Bonjour M. l'abbé,
Voici la réponse provisoire de l'abbé Jacqmin, cette fois il a cité des sources précises qui permettent de comprendre son cheminement, et de pouvoir lui montrer où il a extrapolé et confondu les règles en temps normal lorsque l'Eglise est en ordre, et les règles pour le temps que nous vivons où le sacerdoce a cessé puisque nous sommes dans le début de la période de la fin du monde.
Abbé Jacqmin a écrit :Bonjour,
Nous voici de retour.
Entretemps Mgr Madrigal m’a demandé de faire une sérieuse étude. Cela me prendra quelques mois je pense.
D’un autre coté je voudrais bien aider ces fidèles qui sont à mon humble avis coincés/ piégés/ perplexes par une théorie qui ose prétendre que l’église n’existe plus…a mon avis gravement hérétique, blasphématoire et très dangereux. C’est comme dire a de tout petits enfants que leur mère est décédée..
Je vais faire ce que je peux, mais l’évêque a priorité bien sûr.
On trouve toute la doctrine sur ma chaîne et mon site.
Udp
Abbé EJ+
1ERE PARTIE : Réponse apéro
Cher fidèle,
Néanmoins pour vous donner au moins un minimum je vous donne ce texte à votre méditation :
Doctrine catholique sur la pérennité du sacerdoce :
L’Église catholique, dans sa tradition pré-1962, enseigne que le sacerdoce hiérarchique (prêtres et évêques), institué par le Christ, est indispensable à la mission de l’Église et perdurera jusqu’à la fin des temps. Voici les fondements scripturaires, patristiques et magistériels qui soutiennent cette doctrine, avec des références vérifiées :
1. Institution divine du sacerdoce
Le sacerdoce a été établi par Jésus-Christ lors de la Dernière Cène, lorsqu’Il a ordonné aux Apôtres de renouveler le sacrifice eucharistique : « Faites ceci en mémoire de moi » (Luc 22, 19 ; 1 Corinthiens 11, 24-25). Le Catéchisme du Concile de Trente (1566, Partie II, chap. 7) enseigne que le sacrement de l’Ordre a été institué par le Christ pour assurer la continuation de l’Eucharistie et des sacrements, nécessaires au salut jusqu’à la fin du monde. Cette institution divine implique une mission perpétuelle confiée aux Apôtres et à leurs successeurs.
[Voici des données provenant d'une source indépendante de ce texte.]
//! Client-facing error responses.

use axum::Json;
use axum::extract::rejection::JsonRejection;
use axum::http::StatusCode;
use axum::response::{IntoResponse, Response};
use boardwright_core::OrchestratorError;
use boardwright_security::sanitize_error_message;
use serde_json::json;
use tracing::debug;

/// An error on its way to the client.
///
/// Bad input becomes `400 {"error"}`; everything else becomes
/// `500 {"success": false, "error"}` with credentials redacted.
#[derive(Debug, Clone, PartialEq)]
pub enum ApiError {
    BadRequest(String),
    Internal(String),
}

impl ApiError {
    pub fn status(&self) -> StatusCode {
        match self {
            Self::BadRequest(_) => StatusCode::BAD_REQUEST,
            Self::Internal(_) => StatusCode::INTERNAL_SERVER_ERROR,
        }
    }

    pub fn message(&self) -> &str {
        match self {
            Self::BadRequest(msg) | Self::Internal(msg) => msg,
        }
    }
}

impl From<OrchestratorError> for ApiError {
    fn from(err: OrchestratorError) -> Self {
        if err.is_client_error() {
            Self::BadRequest(err.to_string())
        } else {
            Self::Internal(sanitize_error_message(&err.to_string()))
        }
    }
}

impl From<JsonRejection> for ApiError {
    fn from(rejection: JsonRejection) -> Self {
        debug!(error = %rejection, "rejected request body");
        Self::BadRequest(rejection.body_text())
    }
}

impl IntoResponse for ApiError {
    fn into_response(self) -> Response {
        let status = self.status();
        let body = match self {
            Self::BadRequest(error) => json!({ "error": error }),
            Self::Internal(error) => json!({ "success": false, "error": error }),
        };
        (status, Json(body)).into_response()
    }
}

#[cfg(test)]
mod tests {
    use super::*;
    use boardwright_llm::{ErrorCode, ModelError};

    #[test]
    fn validation_maps_to_bad_request() {
        let err = ApiError::from(OrchestratorError::Validation("messages: required".into()));
        assert_eq!(err.status(), StatusCode::BAD_REQUEST);
        assert!(err.message().contains("messages"));
    }

    #[test]
    fn model_errors_are_redacted() {
        let model = ModelError::new(ErrorCode::Auth, "openai", "bad key api_key=sk-live-123");
        let err = ApiError::from(OrchestratorError::from(model));
        assert_eq!(err.status(), StatusCode::INTERNAL_SERVER_ERROR);
        assert!(!err.message().contains("sk-live-123"));
        assert!(err.message().contains("API_KEY=***"));
    }

    #[test]
    fn configuration_is_a_server_error() {
        let err = ApiError::from(OrchestratorError::Configuration("no adapter".into()));
        assert_eq!(err.status(), StatusCode::INTERNAL_SERVER_ERROR);
    }
}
2. Promesse de l’indéfectibilité de l’Église
Jésus a promis que l’Église fondée sur Pierre serait indestructible : « Tu es Pierre, et sur cette pierre je bâtirai mon Église, et les portes de l’enfer ne prévaudront pas contre elle » (Matthieu 16, 18). Cette indéfectibilité implique la permanence du sacerdoce, indispensable pour administrer les sacrements. Le Catéchisme du Concile de Trente (Partie I, chap. 10) affirme que l’Église, soutenue par la puissance divine, ne peut faillir et conservera toujours ses pasteurs et ses sacrements, même dans les temps de tribulation.
3. Succession apostolique
La transmission de l’autorité apostolique par l’imposition des mains garantit la continuité des évêques et des prêtres (Actes 1, 20-26 ; 1 Timothée 4, 14 ; 2 Timothée 1, 6). Le Concile de Trente (Session 23, canon 2) déclare que la hiérarchie ecclésiastique, composée des évêques, des prêtres et des autres ministres, est d’institution divine. Cette succession apostolique assure que le sacerdoce ne disparaîtra pas, car il est une structure essentielle de l’Église voulue par le Christ.
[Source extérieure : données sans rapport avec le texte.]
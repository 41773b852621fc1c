//! Anthropic Messages API adapter.
//!
//! [`AnthropicProvider`] speaks `POST {base_url}/messages`. The system
//! prompt goes in the dedicated top-level `system` field rather than the
//! message list. Streaming decodes the typed event stream:
//!
//! | event                 | used for                         |
//! |-----------------------|----------------------------------|
//! | `message_start`       | prompt (input) token count       |
//! | `content_block_delta` | text deltas                      |
//! | `message_delta`       | stop reason, output token count  |
//! | `message_stop`        | end of stream                    |
//! | `error`               | mid-stream failure               |

use std::sync::Arc;
use std::time::Instant;

use async_trait::async_trait;
use futures_util::StreamExt;
use serde::{Deserialize, Serialize};
use tokio::sync::mpsc;
use tracing::{debug, trace, warn};

use crate::config::AdapterConfig;
use crate::error::{ModelError, ProviderError, Result};
use crate::http::{check_status, transport_error};
use crate::pricing::estimate_cost;
use crate::provider::{
    DEFAULT_MAX_TOKENS, DEFAULT_TEMPERATURE, Provider, split_system, validate_request,
};
use crate::sse::{LineBuffer, SseLine, parse_sse_line};
use crate::tokens::{TokenAccountant, estimate_tokens};
use crate::types::{FinishReason, ModelRequest, ModelResponse, StreamChunk, TokenUsage};

/// API version header value.
pub const ANTHROPIC_VERSION: &str = "2023-06-01";

// ── Wire format ──────────────────────────────────────────────────────────

#[derive(Serialize)]
struct MessagesBody<'a> {
    model: &'a str,
    max_tokens: u32,
    temperature: f64,
    #[serde(skip_serializing_if = "Option::is_none")]
    system: Option<String>,
    messages: Vec<WireMessage<'a>>,
    #[serde(skip_serializing_if = "std::ops::Not::not")]
    stream: bool,
}

#[derive(Serialize)]
struct WireMessage<'a> {
    role: &'static str,
    content: &'a str,
}

#[derive(Deserialize)]
struct MessagesResponse {
    #[serde(default)]
    content: Vec<ContentBlock>,
    stop_reason: Option<String>,
    usage: Option<WireUsage>,
}

#[derive(Deserialize)]
struct ContentBlock {
    #[serde(rename = "type")]
    kind: String,
    #[serde(default)]
    text: Option<String>,
}

#[derive(Deserialize, Default, Clone, Copy)]
struct WireUsage {
    #[serde(default)]
    input_tokens: u32,
    #[serde(default)]
    output_tokens: u32,
}

#[derive(Deserialize)]
#[serde(tag = "type", rename_all = "snake_case")]
enum StreamEvent {
    MessageStart {
        message: StartMessage,
    },
    ContentBlockDelta {
        delta: BlockDelta,
    },
    MessageDelta {
        #[serde(default)]
        delta: MessageDeltaBody,
        #[serde(default)]
        usage: Option<WireUsage>,
    },
    MessageStop,
    Error {
        error: StreamErrorBody,
    },
    #[serde(other)]
    Other,
}

#[derive(Deserialize)]
struct StartMessage {
    #[serde(default)]
    usage: Option<WireUsage>,
}

#[derive(Deserialize)]
struct BlockDelta {
    #[serde(default)]
    text: Option<String>,
}

#[derive(Deserialize, Default)]
struct MessageDeltaBody {
    stop_reason: Option<String>,
}

#[derive(Deserialize)]
struct StreamErrorBody {
    #[serde(rename = "type", default)]
    kind: String,
    #[serde(default)]
    message: String,
}

impl StreamErrorBody {
    fn into_provider_error(self) -> ProviderError {
        match self.kind.as_str() {
            "rate_limit_error" => ProviderError::RateLimited {
                retry_after_ms: 1000,
            },
            "overloaded_error" => ProviderError::Status {
                status: 529,
                body: self.message,
            },
            _ => ProviderError::Status {
                status: 500,
                body: format!("{}: {}", self.kind, self.message),
            },
        }
    }
}

fn map_stop_reason(reason: Option<&str>) -> FinishReason {
    match reason {
        None | Some("end_turn" | "stop_sequence" | "tool_use") => FinishReason::Stop,
        Some("max_tokens") => FinishReason::Length,
        Some("refusal") => FinishReason::ContentFilter,
        Some(_) => FinishReason::Error,
    }
}

#[derive(Default)]
struct StreamState {
    content: String,
    stop_reason: Option<String>,
    input_tokens: Option<u32>,
    output_tokens: Option<u32>,
    done: bool,
}

// ── Provider ─────────────────────────────────────────────────────────────

/// Adapter for the Anthropic Messages API.
pub struct AnthropicProvider {
    config: AdapterConfig,
    http: reqwest::Client,
    accountant: Arc<TokenAccountant>,
}

impl AnthropicProvider {
    pub fn new(config: AdapterConfig, accountant: Arc<TokenAccountant>) -> Self {
        let http = config.http_client();
        Self {
            config,
            http,
            accountant,
        }
    }

    pub fn config(&self) -> &AdapterConfig {
        &self.config
    }

    fn fail(&self, err: ProviderError) -> ModelError {
        ModelError::from_provider(&self.config.name, err)
    }

    fn body<'a>(&self, request: &'a ModelRequest, stream: bool) -> Result<MessagesBody<'a>> {
        let (system, conversation) = split_system(request);
        if conversation.is_empty() {
            return Err(ModelError::validation(
                &self.config.name,
                "request must contain at least one non-system message",
            ));
        }
        Ok(MessagesBody {
            model: &request.model,
            max_tokens: request.max_tokens.unwrap_or(DEFAULT_MAX_TOKENS),
            temperature: request.temperature.unwrap_or(DEFAULT_TEMPERATURE),
            system,
            messages: conversation
                .into_iter()
                .map(|m| WireMessage {
                    role: m.role.as_str(),
                    content: &m.content,
                })
                .collect(),
            stream,
        })
    }

    async fn send(&self, body: &MessagesBody<'_>, stream: bool) -> Result<reqwest::Response> {
        if self.config.api_key.is_empty() {
            return Err(self.fail(ProviderError::NotConfigured(format!(
                "no API key for {}",
                self.config.name
            ))));
        }

        let mut req = self
            .http
            .post(self.config.endpoint("messages"))
            .header("x-api-key", self.config.api_key.expose())
            .header("anthropic-version", ANTHROPIC_VERSION)
            .header("Content-Type", "application/json");
        if stream {
            req = req.header("Accept", "text/event-stream");
        }

        let response = req
            .json(body)
            .send()
            .await
            .map_err(|e| self.fail(transport_error(e)))?;
        check_status(&self.config.name, response)
            .await
            .map_err(|e| self.fail(e))
    }

    fn usage_for(&self, request: &ModelRequest, input: Option<u32>, output: u32) -> TokenUsage {
        let prompt = input.filter(|&n| n > 0).unwrap_or_else(|| {
            let counted = self
                .accountant
                .count_message_tokens(&request.messages, &request.model);
            u32::try_from(counted).unwrap_or(u32::MAX)
        });
        let usage = TokenUsage::new(prompt, output);
        let cost = estimate_cost(usage.prompt_tokens, usage.completion_tokens, &request.model);
        usage.with_cost(cost)
    }

    async fn handle_line(
        &self,
        line: &str,
        tx: &mpsc::Sender<StreamChunk>,
        state: &mut StreamState,
    ) -> Result<()> {
        // The event name is repeated in the payload's `type` field, so only
        // data lines matter.
        let payload = match parse_sse_line(line) {
            SseLine::Data(payload) => payload,
            SseLine::Done => {
                state.done = true;
                return Ok(());
            }
            SseLine::Event(_) | SseLine::Skip => return Ok(()),
        };

        let event: StreamEvent = match serde_json::from_str(payload) {
            Ok(event) => event,
            Err(e) => {
                warn!(provider = %self.config.name, error = %e, "SSE parse error, skipping line");
                return Ok(());
            }
        };

        match event {
            StreamEvent::MessageStart { message } => {
                state.input_tokens = message.usage.map(|u| u.input_tokens);
            }
            StreamEvent::ContentBlockDelta { delta } => {
                if let Some(text) = delta.text.filter(|t| !t.is_empty()) {
                    trace!(provider = %self.config.name, len = text.len(), "streaming delta");
                    state.content.push_str(&text);
                    if tx.send(StreamChunk::delta(text)).await.is_err() {
                        debug!(provider = %self.config.name, "stream receiver dropped, stopping");
                        return Err(self.fail(ProviderError::Cancelled));
                    }
                }
            }
            StreamEvent::MessageDelta { delta, usage } => {
                if delta.stop_reason.is_some() {
                    state.stop_reason = delta.stop_reason;
                }
                if let Some(usage) = usage {
                    state.output_tokens = Some(usage.output_tokens);
                }
            }
            StreamEvent::MessageStop => state.done = true,
            StreamEvent::Error { error } => {
                warn!(provider = %self.config.name, kind = %error.kind, "error event in stream");
                return Err(self.fail(error.into_provider_error()));
            }
            StreamEvent::Other => {}
        }
        Ok(())
    }
}

#[async_trait]
impl Provider for AnthropicProvider {
    fn name(&self) -> &str {
        &self.config.name
    }

    fn supported_models(&self) -> &[String] {
        &self.config.models
    }

    async fn complete(&self, request: &ModelRequest) -> Result<ModelResponse> {
        validate_request(self, request)?;
        let body = self.body(request, false)?;
        let started = Instant::now();

        debug!(
            provider = %self.config.name,
            model = %request.model,
            messages = body.messages.len(),
            "sending messages request"
        );

        let response = self.send(&body, false).await?;
        let parsed: MessagesResponse = response.json().await.map_err(|e| {
            self.fail(ProviderError::InvalidResponse(format!(
                "failed to parse response: {e}"
            )))
        })?;

        let texts: Vec<&str> = parsed
            .content
            .iter()
            .filter(|block| block.kind == "text")
            .filter_map(|block| block.text.as_deref())
            .collect();
        let finish_reason = map_stop_reason(parsed.stop_reason.as_deref());
        // Refusals usually arrive with an empty content array.
        if texts.is_empty() && finish_reason != FinishReason::ContentFilter {
            return Err(self.fail(ProviderError::InvalidResponse(
                "response contained no text content".into(),
            )));
        }
        let content = texts.concat();

        let reported = parsed.usage.unwrap_or_default();
        let output = if reported.output_tokens > 0 {
            reported.output_tokens
        } else {
            u32::try_from(self.accountant.count_tokens(&content, &request.model))
                .unwrap_or(u32::MAX)
        };
        let usage = self.usage_for(request, Some(reported.input_tokens), output);

        debug!(
            provider = %self.config.name,
            model = %request.model,
            completion_tokens = usage.completion_tokens,
            "messages response received"
        );

        Ok(ModelResponse {
            content,
            model: request.model.clone(),
            provider: self.config.name.clone(),
            usage,
            finish_reason,
            cached: false,
            latency_ms: started.elapsed().as_millis() as u64,
        })
    }

    async fn complete_stream(
        &self,
        request: &ModelRequest,
        tx: mpsc::Sender<StreamChunk>,
    ) -> Result<ModelResponse> {
        validate_request(self, request)?;
        let body = self.body(request, true)?;
        let started = Instant::now();

        debug!(
            provider = %self.config.name,
            model = %request.model,
            messages = body.messages.len(),
            "sending streaming messages request"
        );

        let response = self.send(&body, true).await?;
        let mut byte_stream = response.bytes_stream();
        let mut lines = LineBuffer::new();
        let mut state = StreamState::default();

        while !state.done
            && let Some(bytes) = byte_stream.next().await
        {
            let bytes = bytes.map_err(|e| self.fail(transport_error(e)))?;
            for line in lines.push(&bytes) {
                self.handle_line(&line, &tx, &mut state).await?;
                if state.done {
                    break;
                }
            }
        }
        if !state.done
            && let Some(rest) = lines.finish()
        {
            self.handle_line(&rest, &tx, &mut state).await?;
        }

        let output = state
            .output_tokens
            .unwrap_or_else(|| u32::try_from(estimate_tokens(&state.content)).unwrap_or(u32::MAX));
        let usage = self.usage_for(request, state.input_tokens, output);
        if tx
            .send(StreamChunk::finished(usage.completion_tokens))
            .await
            .is_err()
        {
            return Err(self.fail(ProviderError::Cancelled));
        }

        debug!(
            provider = %self.config.name,
            completion_tokens = usage.completion_tokens,
            "streaming complete"
        );

        Ok(ModelResponse {
            content: state.content,
            model: request.model.clone(),
            provider: self.config.name.clone(),
            usage,
            finish_reason: map_stop_reason(state.stop_reason.as_deref()),
            cached: false,
            latency_ms: started.elapsed().as_millis() as u64,
        })
    }
}

impl std::fmt::Debug for AnthropicProvider {
    fn fmt(&self, f: &mut std::fmt::Formatter<'_>) -> std::fmt::Result {
        f.debug_struct("AnthropicProvider")
            .field("name", &self.config.name)
            .field("base_url", &self.config.base_url)
            .field("api_key", &self.config.api_key)
            .finish()
    }
}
4. Nécessité des sacrements
Les sacrements, en particulier l’Eucharistie et la Pénitence, sont essentiels pour le salut. Le Concile de Trente, Session 14, chap. 1, enseigne que la Pénitence est nécessaire pour les pécheurs après le baptême, car elle restaure la grâce perdue par le péché mortel. De même, la Session 13, chap. 2, souligne le rôle central de l’Eucharistie dans la vie spirituelle des fidèles. Ces sacrements requièrent des prêtres ordonnés, et leur disparition rendrait impossible la mission salvifique de l’Église. Saint Thomas d’Aquin, dans la Somme théologique (III, q. 65, a. 3), explique que les sacrements, administrés par les prêtres, sont nécessaires à l’économie du salut, ce qui implique la permanence du sacerdoce tant que l’Église existe.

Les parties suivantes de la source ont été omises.